#### Your assignment
What lines in the records below hold the string "None"? Please show them.

#### Records for the exercise
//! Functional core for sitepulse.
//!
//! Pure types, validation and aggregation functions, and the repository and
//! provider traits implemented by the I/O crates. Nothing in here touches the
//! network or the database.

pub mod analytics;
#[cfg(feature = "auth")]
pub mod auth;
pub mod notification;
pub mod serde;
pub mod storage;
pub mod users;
==
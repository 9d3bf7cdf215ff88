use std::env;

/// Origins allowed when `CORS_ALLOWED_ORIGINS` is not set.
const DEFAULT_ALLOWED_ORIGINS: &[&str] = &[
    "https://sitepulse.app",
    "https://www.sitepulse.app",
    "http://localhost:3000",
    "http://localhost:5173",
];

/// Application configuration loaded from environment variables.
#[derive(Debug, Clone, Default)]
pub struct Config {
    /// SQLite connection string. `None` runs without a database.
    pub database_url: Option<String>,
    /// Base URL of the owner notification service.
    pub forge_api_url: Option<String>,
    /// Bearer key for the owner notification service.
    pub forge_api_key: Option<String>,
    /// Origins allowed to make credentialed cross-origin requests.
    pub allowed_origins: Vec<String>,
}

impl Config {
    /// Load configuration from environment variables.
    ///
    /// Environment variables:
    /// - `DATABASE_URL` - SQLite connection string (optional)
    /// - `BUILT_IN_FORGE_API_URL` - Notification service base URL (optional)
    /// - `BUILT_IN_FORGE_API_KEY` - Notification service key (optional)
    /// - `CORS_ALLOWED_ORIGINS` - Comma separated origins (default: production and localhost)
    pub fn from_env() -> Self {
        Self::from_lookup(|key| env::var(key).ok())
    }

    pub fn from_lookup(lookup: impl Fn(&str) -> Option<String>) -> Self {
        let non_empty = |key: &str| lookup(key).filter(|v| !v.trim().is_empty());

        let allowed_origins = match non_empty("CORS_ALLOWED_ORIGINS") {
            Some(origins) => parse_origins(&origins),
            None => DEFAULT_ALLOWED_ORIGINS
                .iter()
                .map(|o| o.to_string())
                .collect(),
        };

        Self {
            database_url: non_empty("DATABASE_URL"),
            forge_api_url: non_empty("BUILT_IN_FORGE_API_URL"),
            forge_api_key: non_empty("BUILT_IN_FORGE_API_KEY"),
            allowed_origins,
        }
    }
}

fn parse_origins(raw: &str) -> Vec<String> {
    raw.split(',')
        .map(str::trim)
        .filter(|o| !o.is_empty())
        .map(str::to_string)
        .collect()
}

#### Answer for the task
    /// SQLite connection string. `None` runs without a database.
            None => DEFAULT_ALLOWED_ORIGINS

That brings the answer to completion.